### [Activity]
Where a line contains the word "environment", copy that line from the records below.

────────────────────────────────────────

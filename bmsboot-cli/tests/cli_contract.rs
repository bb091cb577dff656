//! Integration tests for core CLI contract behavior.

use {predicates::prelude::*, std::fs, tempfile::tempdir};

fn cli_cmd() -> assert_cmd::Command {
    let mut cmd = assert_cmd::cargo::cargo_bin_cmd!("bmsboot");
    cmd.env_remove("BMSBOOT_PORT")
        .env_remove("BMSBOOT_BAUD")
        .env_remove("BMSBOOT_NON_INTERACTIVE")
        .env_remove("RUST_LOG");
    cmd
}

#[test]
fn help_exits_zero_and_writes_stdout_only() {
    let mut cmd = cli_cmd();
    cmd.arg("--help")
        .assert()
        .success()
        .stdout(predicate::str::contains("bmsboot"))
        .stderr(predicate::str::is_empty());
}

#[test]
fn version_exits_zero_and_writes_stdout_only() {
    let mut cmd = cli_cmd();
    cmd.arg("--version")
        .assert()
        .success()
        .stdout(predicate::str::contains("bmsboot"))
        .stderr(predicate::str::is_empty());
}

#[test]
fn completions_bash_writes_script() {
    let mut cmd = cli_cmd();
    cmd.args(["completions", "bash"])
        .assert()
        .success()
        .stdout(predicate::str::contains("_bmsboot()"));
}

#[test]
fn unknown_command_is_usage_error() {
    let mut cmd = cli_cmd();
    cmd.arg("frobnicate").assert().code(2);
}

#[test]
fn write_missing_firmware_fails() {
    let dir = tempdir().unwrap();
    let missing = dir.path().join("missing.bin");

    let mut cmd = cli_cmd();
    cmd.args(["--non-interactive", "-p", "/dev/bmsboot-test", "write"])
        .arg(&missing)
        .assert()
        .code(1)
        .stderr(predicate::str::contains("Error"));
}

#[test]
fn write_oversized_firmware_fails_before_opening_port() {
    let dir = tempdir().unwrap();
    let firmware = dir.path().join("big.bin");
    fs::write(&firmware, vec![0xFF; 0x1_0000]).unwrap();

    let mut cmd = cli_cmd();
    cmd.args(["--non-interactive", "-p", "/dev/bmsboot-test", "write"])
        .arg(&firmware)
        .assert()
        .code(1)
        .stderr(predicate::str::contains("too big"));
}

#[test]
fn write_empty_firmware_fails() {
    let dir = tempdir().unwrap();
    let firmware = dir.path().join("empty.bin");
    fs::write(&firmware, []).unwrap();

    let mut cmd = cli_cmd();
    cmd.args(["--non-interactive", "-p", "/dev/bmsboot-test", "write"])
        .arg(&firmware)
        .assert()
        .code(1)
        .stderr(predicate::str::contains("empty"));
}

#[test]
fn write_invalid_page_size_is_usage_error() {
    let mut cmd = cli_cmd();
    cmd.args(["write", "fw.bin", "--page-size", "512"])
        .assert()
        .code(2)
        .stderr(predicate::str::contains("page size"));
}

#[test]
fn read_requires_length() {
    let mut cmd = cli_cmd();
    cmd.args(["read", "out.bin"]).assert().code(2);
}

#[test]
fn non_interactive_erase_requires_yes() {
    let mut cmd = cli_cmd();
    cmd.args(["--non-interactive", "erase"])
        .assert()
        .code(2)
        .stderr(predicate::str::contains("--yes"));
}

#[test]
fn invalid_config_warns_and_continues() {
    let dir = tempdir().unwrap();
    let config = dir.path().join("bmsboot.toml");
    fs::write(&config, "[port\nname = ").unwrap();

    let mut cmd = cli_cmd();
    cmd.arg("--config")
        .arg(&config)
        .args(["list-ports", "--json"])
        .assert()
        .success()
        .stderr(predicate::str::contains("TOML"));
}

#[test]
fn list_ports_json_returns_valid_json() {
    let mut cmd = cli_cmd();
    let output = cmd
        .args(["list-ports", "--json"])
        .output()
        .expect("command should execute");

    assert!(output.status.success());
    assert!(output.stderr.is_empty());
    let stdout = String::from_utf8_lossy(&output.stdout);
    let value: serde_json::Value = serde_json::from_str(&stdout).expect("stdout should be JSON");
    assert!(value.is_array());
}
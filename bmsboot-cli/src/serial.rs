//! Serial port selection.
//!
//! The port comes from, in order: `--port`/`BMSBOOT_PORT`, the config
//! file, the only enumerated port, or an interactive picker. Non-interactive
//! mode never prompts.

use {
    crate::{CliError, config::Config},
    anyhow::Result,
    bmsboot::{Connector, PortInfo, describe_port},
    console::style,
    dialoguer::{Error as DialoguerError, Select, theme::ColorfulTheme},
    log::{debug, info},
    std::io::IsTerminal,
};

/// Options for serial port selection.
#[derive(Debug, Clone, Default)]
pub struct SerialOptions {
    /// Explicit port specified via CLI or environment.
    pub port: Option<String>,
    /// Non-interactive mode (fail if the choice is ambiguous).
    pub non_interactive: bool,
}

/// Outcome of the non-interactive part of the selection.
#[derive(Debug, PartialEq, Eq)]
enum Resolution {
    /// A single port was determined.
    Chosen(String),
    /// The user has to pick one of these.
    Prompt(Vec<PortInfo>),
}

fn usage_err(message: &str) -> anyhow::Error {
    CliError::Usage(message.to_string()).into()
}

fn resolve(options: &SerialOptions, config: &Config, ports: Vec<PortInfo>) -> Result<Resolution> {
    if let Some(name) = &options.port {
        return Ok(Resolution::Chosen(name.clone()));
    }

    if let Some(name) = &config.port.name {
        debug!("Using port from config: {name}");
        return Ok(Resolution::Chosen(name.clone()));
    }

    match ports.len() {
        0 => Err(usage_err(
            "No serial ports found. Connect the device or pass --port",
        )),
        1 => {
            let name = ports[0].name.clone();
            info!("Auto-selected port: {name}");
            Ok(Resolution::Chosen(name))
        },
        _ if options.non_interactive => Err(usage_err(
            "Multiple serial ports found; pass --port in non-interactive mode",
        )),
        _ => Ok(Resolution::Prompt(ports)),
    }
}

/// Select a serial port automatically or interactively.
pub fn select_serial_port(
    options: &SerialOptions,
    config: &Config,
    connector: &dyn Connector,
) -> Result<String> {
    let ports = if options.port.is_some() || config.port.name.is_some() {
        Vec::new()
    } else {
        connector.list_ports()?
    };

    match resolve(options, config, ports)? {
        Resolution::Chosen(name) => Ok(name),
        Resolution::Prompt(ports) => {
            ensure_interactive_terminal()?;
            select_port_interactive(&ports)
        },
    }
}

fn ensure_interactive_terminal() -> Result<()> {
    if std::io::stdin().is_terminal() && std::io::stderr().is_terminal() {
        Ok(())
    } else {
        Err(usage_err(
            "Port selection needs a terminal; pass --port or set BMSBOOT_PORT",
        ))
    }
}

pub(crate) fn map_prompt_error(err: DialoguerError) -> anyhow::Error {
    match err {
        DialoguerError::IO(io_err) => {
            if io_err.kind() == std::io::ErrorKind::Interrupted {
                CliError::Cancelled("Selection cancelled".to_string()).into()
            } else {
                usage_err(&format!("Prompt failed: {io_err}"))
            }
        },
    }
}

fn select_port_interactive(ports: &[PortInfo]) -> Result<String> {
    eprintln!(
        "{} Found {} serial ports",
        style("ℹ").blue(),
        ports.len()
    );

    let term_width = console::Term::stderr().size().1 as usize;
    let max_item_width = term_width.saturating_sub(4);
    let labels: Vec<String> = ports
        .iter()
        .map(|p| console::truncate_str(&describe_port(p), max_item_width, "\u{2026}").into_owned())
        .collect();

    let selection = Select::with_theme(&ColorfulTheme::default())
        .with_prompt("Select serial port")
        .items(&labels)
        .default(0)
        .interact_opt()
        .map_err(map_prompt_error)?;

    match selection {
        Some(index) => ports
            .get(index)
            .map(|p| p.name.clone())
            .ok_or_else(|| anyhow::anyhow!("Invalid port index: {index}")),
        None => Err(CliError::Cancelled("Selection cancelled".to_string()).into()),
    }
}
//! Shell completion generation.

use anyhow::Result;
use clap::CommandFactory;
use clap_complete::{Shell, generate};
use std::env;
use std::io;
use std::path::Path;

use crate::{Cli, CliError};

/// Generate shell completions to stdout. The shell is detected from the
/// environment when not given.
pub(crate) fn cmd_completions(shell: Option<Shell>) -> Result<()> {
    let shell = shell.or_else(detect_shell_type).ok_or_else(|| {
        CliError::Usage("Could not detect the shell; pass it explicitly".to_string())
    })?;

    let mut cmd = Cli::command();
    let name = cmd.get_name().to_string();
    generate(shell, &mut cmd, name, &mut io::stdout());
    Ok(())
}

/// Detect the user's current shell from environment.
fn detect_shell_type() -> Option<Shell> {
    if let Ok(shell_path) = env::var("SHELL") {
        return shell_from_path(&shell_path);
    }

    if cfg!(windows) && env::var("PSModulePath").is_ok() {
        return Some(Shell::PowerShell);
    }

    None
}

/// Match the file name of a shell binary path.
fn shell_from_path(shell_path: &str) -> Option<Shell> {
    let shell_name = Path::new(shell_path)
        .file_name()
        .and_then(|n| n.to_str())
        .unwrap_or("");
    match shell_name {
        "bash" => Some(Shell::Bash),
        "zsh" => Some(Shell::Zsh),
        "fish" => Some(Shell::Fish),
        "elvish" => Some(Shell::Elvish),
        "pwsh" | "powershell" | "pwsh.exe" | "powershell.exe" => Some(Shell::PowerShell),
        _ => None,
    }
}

────────────────────────────────────────

### [Answer to this problem]
    /// Explicit port specified via CLI or environment.
/// environment when not given.
/// Detect the user's current shell from environment.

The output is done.